Collected data:
※ ※ ※

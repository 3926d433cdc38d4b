use std::collections::{BTreeMap, BTreeSet};
use std::fs::{self, OpenOptions};
use std::io::{self, Write};
use std::path::{Path, PathBuf};
use std::sync::{Mutex, PoisonError};

use log::{debug, error, info, warn};
use tempfile::NamedTempFile;

use crate::error_handling::types::StorageError;
use crate::storage::record_codec::{decode_record, encode_record};
use crate::storage::types::{ArtifactId, DescriptionRecord};

/// Append-only text file mapping artifact identifiers to their description.
///
/// Records are appended one line at a time; deletion loads every record,
/// filters the targets out and rewrites the whole file through a temporary
/// file renamed over the original. Mutations serialise on an internal lock,
/// so appends and rewrites issued from one process never interleave.
pub struct DescriptionStore {
    path: PathBuf,
    write_lock: Mutex<()>,
}

impl DescriptionStore {
    pub fn new<P: AsRef<Path>>(path: P) -> Result<Self, StorageError> {
        let path = path.as_ref().to_path_buf();
        if let Some(parent) = path.parent().filter(|p| !p.as_os_str().is_empty()) {
            fs::create_dir_all(parent).map_err(|e| {
                error!("Failed to create store dir {}: {}", parent.display(), e);
                StorageError::WriteFailed(parent.to_path_buf(), e)
            })?;
        }
        info!("DescriptionStore initialized at {}", path.display());
        Ok(Self {
            path,
            write_lock: Mutex::new(()),
        })
    }

    pub fn path(&self) -> &Path {
        &self.path
    }

    /// Appends a record for `id`. Uniqueness of `id` is the caller's concern.
    pub fn append(&self, id: &ArtifactId, text: &str) -> Result<(), StorageError> {
        let _guard = self.write_lock.lock().unwrap_or_else(PoisonError::into_inner);
        let mut line = encode_record(id.as_str(), text);
        line.push('\n');
        let mut f = OpenOptions::new()
            .create(true)
            .append(true)
            .open(&self.path)
            .map_err(|e| {
                error!("Open append failed {}: {}", self.path.display(), e);
                StorageError::WriteFailed(self.path.clone(), e)
            })?;
        f.write_all(line.as_bytes()).map_err(|e| {
            error!("Write failed {}: {}", self.path.display(), e);
            StorageError::WriteFailed(self.path.clone(), e)
        })?;
        debug!("Appended description for {} ({} byte(s))", id, text.len());
        Ok(())
    }

    /// Every live record. A store that does not exist yet is empty.
    ///
    /// When a legacy file holds several lines for the same id, the last one wins.
    pub fn load_all(&self) -> Result<BTreeMap<ArtifactId, String>, StorageError> {
        Ok(self.read_records()?.into_iter().collect())
    }

    pub fn get(&self, id: &ArtifactId) -> Result<Option<String>, StorageError> {
        Ok(self.load_all()?.remove(id))
    }

    pub fn ids(&self) -> Result<BTreeSet<ArtifactId>, StorageError> {
        Ok(self.load_all()?.into_keys().collect())
    }

    pub fn records(&self) -> Result<Vec<DescriptionRecord>, StorageError> {
        Ok(self
            .load_all()?
            .into_iter()
            .map(|(id, text)| DescriptionRecord { id, text })
            .collect())
    }

    /// Removes the record for `id`. Returns whether anything was removed;
    /// an absent id is not an error.
    pub fn delete(&self, id: &ArtifactId) -> Result<bool, StorageError> {
        let targets = BTreeSet::from([id.clone()]);
        Ok(self.delete_many(&targets)? > 0)
    }

    /// Removes every record whose id is in `ids` with a single rewrite.
    ///
    /// Returns the number of distinct ids that had a record.
    pub fn delete_many(&self, ids: &BTreeSet<ArtifactId>) -> Result<usize, StorageError> {
        if ids.is_empty() {
            return Ok(0);
        }
        let _guard = self.write_lock.lock().unwrap_or_else(PoisonError::into_inner);
        let records = self.read_records()?;
        let before = records.len();
        let removed: BTreeSet<&ArtifactId> = records
            .iter()
            .map(|(id, _)| id)
            .filter(|id| ids.contains(*id))
            .collect();
        if removed.is_empty() {
            debug!("No description to delete among {} id(s)", ids.len());
            return Ok(0);
        }
        let removed = removed.len();
        let kept: Vec<(ArtifactId, String)> = records
            .into_iter()
            .filter(|(id, _)| !ids.contains(id))
            .collect();
        self.rewrite(&kept)?;
        info!(
            "Deleted {} description(s), {} line(s) rewritten out of {}",
            removed,
            kept.len(),
            before
        );
        Ok(removed)
    }

    /// Identifiers whose description contains `query`, in chronological order.
    ///
    /// An empty query matches nothing. Any other query, whitespace included,
    /// is matched literally.
    pub fn search(&self, query: &str, case_insensitive: bool) -> Result<Vec<ArtifactId>, StorageError> {
        if query.is_empty() {
            return Ok(Vec::new());
        }
        let needle = if case_insensitive {
            query.to_lowercase()
        } else {
            query.to_string()
        };
        let hits: Vec<ArtifactId> = self
            .load_all()?
            .into_iter()
            .filter(|(_, text)| {
                if case_insensitive {
                    text.to_lowercase().contains(&needle)
                } else {
                    text.contains(&needle)
                }
            })
            .map(|(id, _)| id)
            .collect();
        debug!("Search {:?} matched {} record(s)", query, hits.len());
        Ok(hits)
    }

    /// Records in file order. Malformed lines are skipped.
    fn read_records(&self) -> Result<Vec<(ArtifactId, String)>, StorageError> {
        let content = match fs::read_to_string(&self.path) {
            Ok(c) => c,
            Err(e) if e.kind() == io::ErrorKind::NotFound => {
                debug!("Description store {} does not exist yet", self.path.display());
                return Ok(Vec::new());
            }
            Err(e) => {
                error!("Failed to read description store {}: {}", self.path.display(), e);
                return Err(StorageError::ReadFailed(self.path.clone(), e));
            }
        };
        let mut records = Vec::new();
        for (n, line) in content.lines().enumerate() {
            if line.trim().is_empty() {
                continue;
            }
            let Some((raw_id, text)) = decode_record(line) else {
                warn!("Skipping malformed line {} in {}", n + 1, self.path.display());
                continue;
            };
            match ArtifactId::parse(raw_id) {
                Ok(id) => records.push((id, text)),
                Err(e) => warn!("Skipping line {} in {}: {}", n + 1, self.path.display(), e),
            }
        }
        Ok(records)
    }

    fn rewrite(&self, records: &[(ArtifactId, String)]) -> Result<(), StorageError> {
        let dir = self
            .path
            .parent()
            .filter(|p| !p.as_os_str().is_empty())
            .unwrap_or_else(|| Path::new("."));
        let mut tmp = NamedTempFile::new_in(dir).map_err(|e| {
            error!("Failed to create temp file in {}: {}", dir.display(), e);
            StorageError::WriteFailed(dir.to_path_buf(), e)
        })?;
        for (id, text) in records {
            writeln!(tmp, "{}", encode_record(id.as_str(), text)).map_err(|e| {
                error!("Write failed {}: {}", tmp.path().display(), e);
                StorageError::WriteFailed(tmp.path().to_path_buf(), e)
            })?;
        }
        tmp.as_file().sync_all().map_err(|e| {
            error!("Sync failed {}: {}", tmp.path().display(), e);
            StorageError::WriteFailed(tmp.path().to_path_buf(), e)
        })?;
        tmp.persist(&self.path).map_err(|e| {
            error!("Failed to replace {}: {}", self.path.display(), e.error);
            StorageError::WriteFailed(self.path.clone(), e.error)
        })?;
        Ok(())
    }
}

※ ※ ※

Task statement -> For each entry above, please make an exact copy.

Solution for this task ->
repository 3926d433cdc38d4b
use std::collections::{BTreeMap, BTreeSet};
use std::fs::{self, OpenOptions};
use std::io::{self, Write};
use std::path::{Path, PathBuf};
use std::sync::{Mutex, PoisonError};

use log::{debug, error, info, warn};
use tempfile::NamedTempFile;

use crate::error_handling::types::StorageError;
use crate::storage::record_codec::{decode_record, encode_record};
use crate::storage::types::{ArtifactId, DescriptionRecord};

/// Append-only text file mapping artifact identifiers to their description.
///
/// Records are appended one line at a time; deletion loads every record,
/// filters the targets out and rewrites the whole file through a temporary
/// file renamed over the original. Mutations serialise on an internal lock,
/// so appends and rewrites issued from one process never interleave.
pub struct DescriptionStore {
    path: PathBuf,
    write_lock: Mutex<()>,
}

impl DescriptionStore {
    pub fn new<P: AsRef<Path>>(path: P) -> Result<Self, StorageError> {
        let path = path.as_ref().to_path_buf();
        if let Some(parent) = path.parent().filter(|p| !p.as_os_str().is_empty()) {
            fs::create_dir_all(parent).map_err(|e| {
                error!("Failed to create store dir {}: {}", parent.display(), e);
                StorageError::WriteFailed(parent.to_path_buf(), e)
            })?;
        }
        info!("DescriptionStore initialized at {}", path.display());
        Ok(Self {
            path,
            write_lock: Mutex::new(()),
        })
    }

    pub fn path(&self) -> &Path {
        &self.path
    }

    /// Appends a record for `id`. Uniqueness of `id` is the caller's concern.
    pub fn append(&self, id: &ArtifactId, text: &str) -> Result<(), StorageError> {
        let _guard = self.write_lock.lock().unwrap_or_else(PoisonError::into_inner);
        let mut line = encode_record(id.as_str(), text);
        line.push('\n');
        let mut f = OpenOptions::new()
            .create(true)
            .append(true)
            .open(&self.path)
            .map_err(|e| {
                error!("Open append failed {}: {}", self.path.display(), e);
                StorageError::WriteFailed(self.path.clone(), e)
            })?;
        f.write_all(line.as_bytes()).map_err(|e| {
            error!("Write failed {}: {}", self.path.display(), e);
            StorageError::WriteFailed(self.path.clone(), e)
        })?;
        debug!("Appended description for {} ({} byte(s))", id, text.len());
        Ok(())
    }

    /// Every live record. A store that does not exist yet is empty.
    ///
    /// When a legacy file holds several lines for the same id, the last one wins.
    pub fn load_all(&self) -> Result<BTreeMap<ArtifactId, String>, StorageError> {
        Ok(self.read_records()?.into_iter().collect())
    }

    pub fn get(&self, id: &ArtifactId) -> Result<Option<String>, StorageError> {
        Ok(self.load_all()?.remove(id))
    }

    pub fn ids(&self) -> Result<BTreeSet<ArtifactId>, StorageError> {
        Ok(self.load_all()?.into_keys().collect())
    }

    pub fn records(&self) -> Result<Vec<DescriptionRecord>, StorageError> {
        Ok(self
            .load_all()?
            .into_iter()
            .map(|(id, text)| DescriptionRecord { id, text })
            .collect())
    }

    /// Removes the record for `id`. Returns whether anything was removed;
    /// an absent id is not an error.
    pub fn delete(&self, id: &ArtifactId) -> Result<bool, StorageError> {
        let targets = BTreeSet::from([id.clone()]);
        Ok(self.delete_many(&targets)? > 0)
    }

    /// Removes every record whose id is in `ids` with a single rewrite.
    ///
    /// Returns the number of distinct ids that had a record.
    pub fn delete_many(&self, ids: &BTreeSet<ArtifactId>) -> Result<usize, StorageError> {
        if ids.is_empty() {
            return Ok(0);
        }
        let _guard = self.write_lock.lock().unwrap_or_else(PoisonError::into_inner);
        let records = self.read_records()?;
        let before = records.len();
        let removed: BTreeSet<&ArtifactId> = records
            .iter()
            .map(|(id, _)| id)
            .filter(|id| ids.contains(*id))
            .collect();
        if removed.is_empty() {
            debug!("No description to delete among {} id(s)", ids.len());
            return Ok(0);
        }
        let removed = removed.len();
        let kept: Vec<(ArtifactId, String)> = records
            .into_iter()
            .filter(|(id, _)| !ids.contains(id))
            .collect();
        self.rewrite(&kept)?;
        info!(
            "Deleted {} description(s), {} line(s) rewritten out of {}",
            removed,
            kept.len(),
            before
        );
        Ok(removed)
    }

    /// Identifiers whose description contains `query`, in chronological order.
    ///
    /// An empty query matches nothing. Any other query, whitespace included,
    /// is matched literally.
    pub fn search(&self, query: &str, case_insensitive: bool) -> Result<Vec<ArtifactId>, StorageError> {
        if query.is_empty() {
            return Ok(Vec::new());
        }
        let needle = if case_insensitive {
            query.to_lowercase()
        } else {
            query.to_string()
        };
        let hits: Vec<ArtifactId> = self
            .load_all()?
            .into_iter()
            .filter(|(_, text)| {
                if case_insensitive {
                    text.to_lowercase().contains(&needle)
                } else {
                    text.contains(&needle)
                }
            })
            .map(|(id, _)| id)
            .collect();
        debug!("Search {:?} matched {} record(s)", query, hits.len());
        Ok(hits)
    }

    /// Records in file order. Malformed lines are skipped.
    fn read_records(&self) -> Result<Vec<(ArtifactId, String)>, StorageError> {
        let content = match fs::read_to_string(&self.path) {
            Ok(c) => c,
            Err(e) if e.kind() == io::ErrorKind::NotFound => {
                debug!("Description store {} does not exist yet", self.path.display());
                return Ok(Vec::new());
            }
            Err(e) => {
                error!("Failed to read description store {}: {}", self.path.display(), e);
                return Err(StorageError::ReadFailed(self.path.clone(), e));
            }
        };
        let mut records = Vec::new();
        for (n, line) in content.lines().enumerate() {
            if line.trim().is_empty() {
                continue;
            }
            let Some((raw_id, text)) = decode_record(line) else {
                warn!("Skipping malformed line {} in {}", n + 1, self.path.display());
                continue;
            };
            match ArtifactId::parse(raw_id) {
                Ok(id) => records.push((id, text)),
                Err(e) => warn!("Skipping line {} in {}: {}", n + 1, self.path.display(), e),
            }
        }
        Ok(records)
    }

    fn rewrite(&self, records: &[(ArtifactId, String)]) -> Result<(), StorageError> {
        let dir = self
            .path
            .parent()
            .filter(|p| !p.as_os_str().is_empty())
            .unwrap_or_else(|| Path::new("."));
        let mut tmp = NamedTempFile::new_in(dir).map_err(|e| {
            error!("Failed to create temp file in {}: {}", dir.display(), e);
            StorageError::WriteFailed(dir.to_path_buf(), e)
        })?;
        for (id, text) in records {
            writeln!(tmp, "{}", encode_record(id.as_str(), text)).map_err(|e| {
                error!("Write failed {}: {}", tmp.path().display(), e);
                StorageError::WriteFailed(tmp.path().to_path_buf(), e)
            })?;
        }
        tmp.as_file().sync_all().map_err(|e| {
            error!("Sync failed {}: {}", tmp.path().display(), e);
            StorageError::WriteFailed(tmp.path().to_path_buf(), e)
        })?;
        tmp.persist(&self.path).map_err(|e| {
            error!("Failed to replace {}: {}", self.path.display(), e.error);
            StorageError::WriteFailed(self.path.clone(), e.error)
        })?;
        Ok(())
    }
}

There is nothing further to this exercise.